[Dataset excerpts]

◆ ◆ ◆ ◆ ◆ ◆ ◆

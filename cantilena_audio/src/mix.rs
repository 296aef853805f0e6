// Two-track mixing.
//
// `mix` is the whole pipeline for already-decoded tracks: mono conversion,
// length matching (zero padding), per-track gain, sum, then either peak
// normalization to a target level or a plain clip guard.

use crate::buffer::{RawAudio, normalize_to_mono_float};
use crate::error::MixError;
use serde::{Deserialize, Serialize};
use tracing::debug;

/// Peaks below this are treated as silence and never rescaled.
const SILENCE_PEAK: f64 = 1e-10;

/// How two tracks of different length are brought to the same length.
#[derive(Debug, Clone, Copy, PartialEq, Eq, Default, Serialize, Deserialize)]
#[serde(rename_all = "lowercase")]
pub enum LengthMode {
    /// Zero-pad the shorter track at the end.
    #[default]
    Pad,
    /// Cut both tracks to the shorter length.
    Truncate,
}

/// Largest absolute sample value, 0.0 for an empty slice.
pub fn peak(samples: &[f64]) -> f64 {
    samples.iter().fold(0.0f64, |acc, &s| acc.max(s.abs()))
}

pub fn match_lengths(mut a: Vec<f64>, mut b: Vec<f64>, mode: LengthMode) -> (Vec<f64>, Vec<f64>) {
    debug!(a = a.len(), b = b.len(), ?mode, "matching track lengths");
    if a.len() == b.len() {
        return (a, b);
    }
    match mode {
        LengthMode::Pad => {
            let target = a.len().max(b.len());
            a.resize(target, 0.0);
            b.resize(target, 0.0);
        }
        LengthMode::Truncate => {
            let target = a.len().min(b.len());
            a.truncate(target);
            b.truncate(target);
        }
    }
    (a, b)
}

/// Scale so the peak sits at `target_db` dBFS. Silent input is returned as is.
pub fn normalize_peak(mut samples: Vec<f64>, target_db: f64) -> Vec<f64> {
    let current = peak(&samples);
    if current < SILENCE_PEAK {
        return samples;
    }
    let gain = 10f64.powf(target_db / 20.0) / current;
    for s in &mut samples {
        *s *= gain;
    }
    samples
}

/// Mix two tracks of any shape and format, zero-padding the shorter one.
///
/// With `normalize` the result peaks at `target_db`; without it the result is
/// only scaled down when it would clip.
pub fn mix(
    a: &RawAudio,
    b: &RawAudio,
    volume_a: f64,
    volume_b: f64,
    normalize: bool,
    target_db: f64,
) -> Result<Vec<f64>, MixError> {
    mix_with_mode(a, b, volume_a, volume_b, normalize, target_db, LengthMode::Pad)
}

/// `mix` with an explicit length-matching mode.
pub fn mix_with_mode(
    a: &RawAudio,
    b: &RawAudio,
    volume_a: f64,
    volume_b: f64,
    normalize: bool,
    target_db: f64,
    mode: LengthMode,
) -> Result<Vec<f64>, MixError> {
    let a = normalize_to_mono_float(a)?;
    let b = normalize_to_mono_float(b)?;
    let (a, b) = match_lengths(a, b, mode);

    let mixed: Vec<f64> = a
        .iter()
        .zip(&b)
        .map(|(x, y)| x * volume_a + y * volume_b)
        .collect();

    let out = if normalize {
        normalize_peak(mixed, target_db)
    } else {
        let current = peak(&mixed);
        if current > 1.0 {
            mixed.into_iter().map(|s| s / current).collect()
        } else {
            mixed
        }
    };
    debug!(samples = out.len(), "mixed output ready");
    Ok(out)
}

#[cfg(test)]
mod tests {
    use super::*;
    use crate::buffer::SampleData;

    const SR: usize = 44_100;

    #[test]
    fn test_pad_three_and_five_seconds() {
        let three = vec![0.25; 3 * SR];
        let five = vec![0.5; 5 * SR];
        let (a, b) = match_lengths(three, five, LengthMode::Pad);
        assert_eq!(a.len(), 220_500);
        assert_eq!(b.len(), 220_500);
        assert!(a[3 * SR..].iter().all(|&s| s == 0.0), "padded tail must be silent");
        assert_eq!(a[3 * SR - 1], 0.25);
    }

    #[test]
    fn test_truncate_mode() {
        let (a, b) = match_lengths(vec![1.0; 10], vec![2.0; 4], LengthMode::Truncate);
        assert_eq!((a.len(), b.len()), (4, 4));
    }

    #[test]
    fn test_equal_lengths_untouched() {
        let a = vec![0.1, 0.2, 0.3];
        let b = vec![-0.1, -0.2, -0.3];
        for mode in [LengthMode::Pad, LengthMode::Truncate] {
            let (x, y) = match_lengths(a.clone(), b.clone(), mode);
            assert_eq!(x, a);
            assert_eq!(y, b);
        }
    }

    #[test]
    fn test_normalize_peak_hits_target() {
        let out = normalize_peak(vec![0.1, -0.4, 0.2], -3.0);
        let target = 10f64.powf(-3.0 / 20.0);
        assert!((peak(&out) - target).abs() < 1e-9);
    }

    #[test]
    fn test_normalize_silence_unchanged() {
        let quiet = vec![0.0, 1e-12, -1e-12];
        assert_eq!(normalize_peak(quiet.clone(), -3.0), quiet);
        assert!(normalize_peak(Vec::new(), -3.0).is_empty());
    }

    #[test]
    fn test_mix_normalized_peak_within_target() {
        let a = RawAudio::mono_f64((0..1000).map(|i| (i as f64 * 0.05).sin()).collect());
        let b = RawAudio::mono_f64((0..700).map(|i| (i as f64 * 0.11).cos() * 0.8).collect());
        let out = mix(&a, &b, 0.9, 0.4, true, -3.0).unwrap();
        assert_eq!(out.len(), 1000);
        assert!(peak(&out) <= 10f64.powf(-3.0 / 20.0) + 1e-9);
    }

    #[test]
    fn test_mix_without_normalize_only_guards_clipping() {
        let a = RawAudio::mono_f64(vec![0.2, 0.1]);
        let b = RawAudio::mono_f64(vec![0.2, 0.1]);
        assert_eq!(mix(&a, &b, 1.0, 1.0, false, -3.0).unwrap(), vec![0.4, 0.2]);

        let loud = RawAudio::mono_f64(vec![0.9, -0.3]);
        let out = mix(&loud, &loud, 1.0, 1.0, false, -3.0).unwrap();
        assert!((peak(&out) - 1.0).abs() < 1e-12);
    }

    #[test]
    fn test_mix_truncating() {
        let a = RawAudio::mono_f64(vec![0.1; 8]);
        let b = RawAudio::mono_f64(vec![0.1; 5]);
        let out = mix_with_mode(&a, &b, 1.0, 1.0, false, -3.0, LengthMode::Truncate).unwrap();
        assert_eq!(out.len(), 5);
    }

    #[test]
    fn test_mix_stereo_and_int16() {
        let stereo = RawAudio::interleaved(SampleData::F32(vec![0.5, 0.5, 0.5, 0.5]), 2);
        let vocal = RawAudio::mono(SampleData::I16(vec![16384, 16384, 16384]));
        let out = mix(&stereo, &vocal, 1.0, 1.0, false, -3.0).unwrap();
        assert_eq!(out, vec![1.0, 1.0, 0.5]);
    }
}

◆ ◆ ◆ ◆ ◆ ◆ ◆

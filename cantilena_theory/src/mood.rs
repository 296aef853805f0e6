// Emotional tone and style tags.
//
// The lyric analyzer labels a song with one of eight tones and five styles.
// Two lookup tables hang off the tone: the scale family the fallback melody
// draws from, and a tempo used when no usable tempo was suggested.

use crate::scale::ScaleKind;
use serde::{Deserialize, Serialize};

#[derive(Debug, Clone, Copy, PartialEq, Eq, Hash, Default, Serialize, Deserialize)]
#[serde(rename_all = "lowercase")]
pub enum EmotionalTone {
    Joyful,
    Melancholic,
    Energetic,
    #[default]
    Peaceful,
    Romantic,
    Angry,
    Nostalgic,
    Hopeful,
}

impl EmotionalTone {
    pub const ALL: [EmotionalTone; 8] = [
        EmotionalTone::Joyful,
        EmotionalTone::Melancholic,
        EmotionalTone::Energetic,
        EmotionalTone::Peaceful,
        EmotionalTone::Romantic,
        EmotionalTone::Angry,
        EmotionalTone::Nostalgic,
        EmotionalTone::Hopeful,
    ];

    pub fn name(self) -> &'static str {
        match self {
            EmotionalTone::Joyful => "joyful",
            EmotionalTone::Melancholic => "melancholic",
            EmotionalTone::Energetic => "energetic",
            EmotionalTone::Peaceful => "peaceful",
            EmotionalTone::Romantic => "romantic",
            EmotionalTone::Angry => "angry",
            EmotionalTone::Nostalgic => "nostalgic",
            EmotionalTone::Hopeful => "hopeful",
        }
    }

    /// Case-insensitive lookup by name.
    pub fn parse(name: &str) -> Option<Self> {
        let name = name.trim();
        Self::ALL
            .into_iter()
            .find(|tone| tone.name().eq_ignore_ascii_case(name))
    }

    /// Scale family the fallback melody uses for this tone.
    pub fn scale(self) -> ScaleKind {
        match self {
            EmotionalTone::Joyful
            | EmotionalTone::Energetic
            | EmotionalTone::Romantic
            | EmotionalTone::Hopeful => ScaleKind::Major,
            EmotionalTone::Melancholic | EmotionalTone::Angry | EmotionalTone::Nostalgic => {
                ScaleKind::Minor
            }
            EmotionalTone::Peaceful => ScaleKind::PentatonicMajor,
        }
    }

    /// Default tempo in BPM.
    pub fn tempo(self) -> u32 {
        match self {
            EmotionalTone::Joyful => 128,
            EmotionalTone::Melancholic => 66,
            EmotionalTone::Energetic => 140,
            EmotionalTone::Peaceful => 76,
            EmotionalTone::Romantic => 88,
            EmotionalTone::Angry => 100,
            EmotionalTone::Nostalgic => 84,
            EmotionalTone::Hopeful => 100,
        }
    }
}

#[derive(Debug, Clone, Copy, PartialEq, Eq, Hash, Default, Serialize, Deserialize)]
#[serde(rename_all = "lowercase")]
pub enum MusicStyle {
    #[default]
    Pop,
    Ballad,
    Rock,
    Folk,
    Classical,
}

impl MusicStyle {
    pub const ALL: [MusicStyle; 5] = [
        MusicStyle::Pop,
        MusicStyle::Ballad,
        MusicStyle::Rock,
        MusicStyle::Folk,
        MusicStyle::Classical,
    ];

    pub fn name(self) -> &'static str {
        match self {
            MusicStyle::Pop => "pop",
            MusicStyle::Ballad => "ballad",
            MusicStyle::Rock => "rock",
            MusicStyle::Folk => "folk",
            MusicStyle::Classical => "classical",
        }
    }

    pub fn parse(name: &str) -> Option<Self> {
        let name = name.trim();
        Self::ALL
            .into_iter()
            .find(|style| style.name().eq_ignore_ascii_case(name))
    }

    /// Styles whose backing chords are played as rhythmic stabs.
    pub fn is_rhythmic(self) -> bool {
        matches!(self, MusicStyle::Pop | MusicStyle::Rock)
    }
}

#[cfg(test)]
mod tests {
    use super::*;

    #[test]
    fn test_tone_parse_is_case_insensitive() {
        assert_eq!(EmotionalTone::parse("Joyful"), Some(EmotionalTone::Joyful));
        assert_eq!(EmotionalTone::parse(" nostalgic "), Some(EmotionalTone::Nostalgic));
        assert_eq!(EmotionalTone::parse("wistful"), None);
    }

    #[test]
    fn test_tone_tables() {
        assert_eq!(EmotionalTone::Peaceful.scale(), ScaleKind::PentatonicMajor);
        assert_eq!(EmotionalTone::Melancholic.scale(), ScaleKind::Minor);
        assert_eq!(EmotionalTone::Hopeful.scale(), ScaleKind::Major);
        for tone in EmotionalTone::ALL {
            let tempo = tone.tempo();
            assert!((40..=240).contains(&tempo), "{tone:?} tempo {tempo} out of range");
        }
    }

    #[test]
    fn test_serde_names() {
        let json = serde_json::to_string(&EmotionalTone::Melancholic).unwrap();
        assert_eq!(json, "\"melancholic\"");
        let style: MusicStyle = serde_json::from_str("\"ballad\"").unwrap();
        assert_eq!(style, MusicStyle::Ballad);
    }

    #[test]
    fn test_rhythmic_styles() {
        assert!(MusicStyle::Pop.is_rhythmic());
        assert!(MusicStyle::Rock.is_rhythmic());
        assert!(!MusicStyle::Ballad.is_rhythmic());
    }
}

◆ ◆ ◆ ◆ ◆ ◆ ◆

*Work to complete:* Every line containing the string "Hopeful" is required; copy each such line from the data.

*Output of the task:*
    Hopeful,
        EmotionalTone::Hopeful,
            EmotionalTone::Hopeful => "hopeful",
            | EmotionalTone::Hopeful => ScaleKind::Major,
            EmotionalTone::Hopeful => 100,
        assert_eq!(EmotionalTone::Hopeful.scale(), ScaleKind::Major);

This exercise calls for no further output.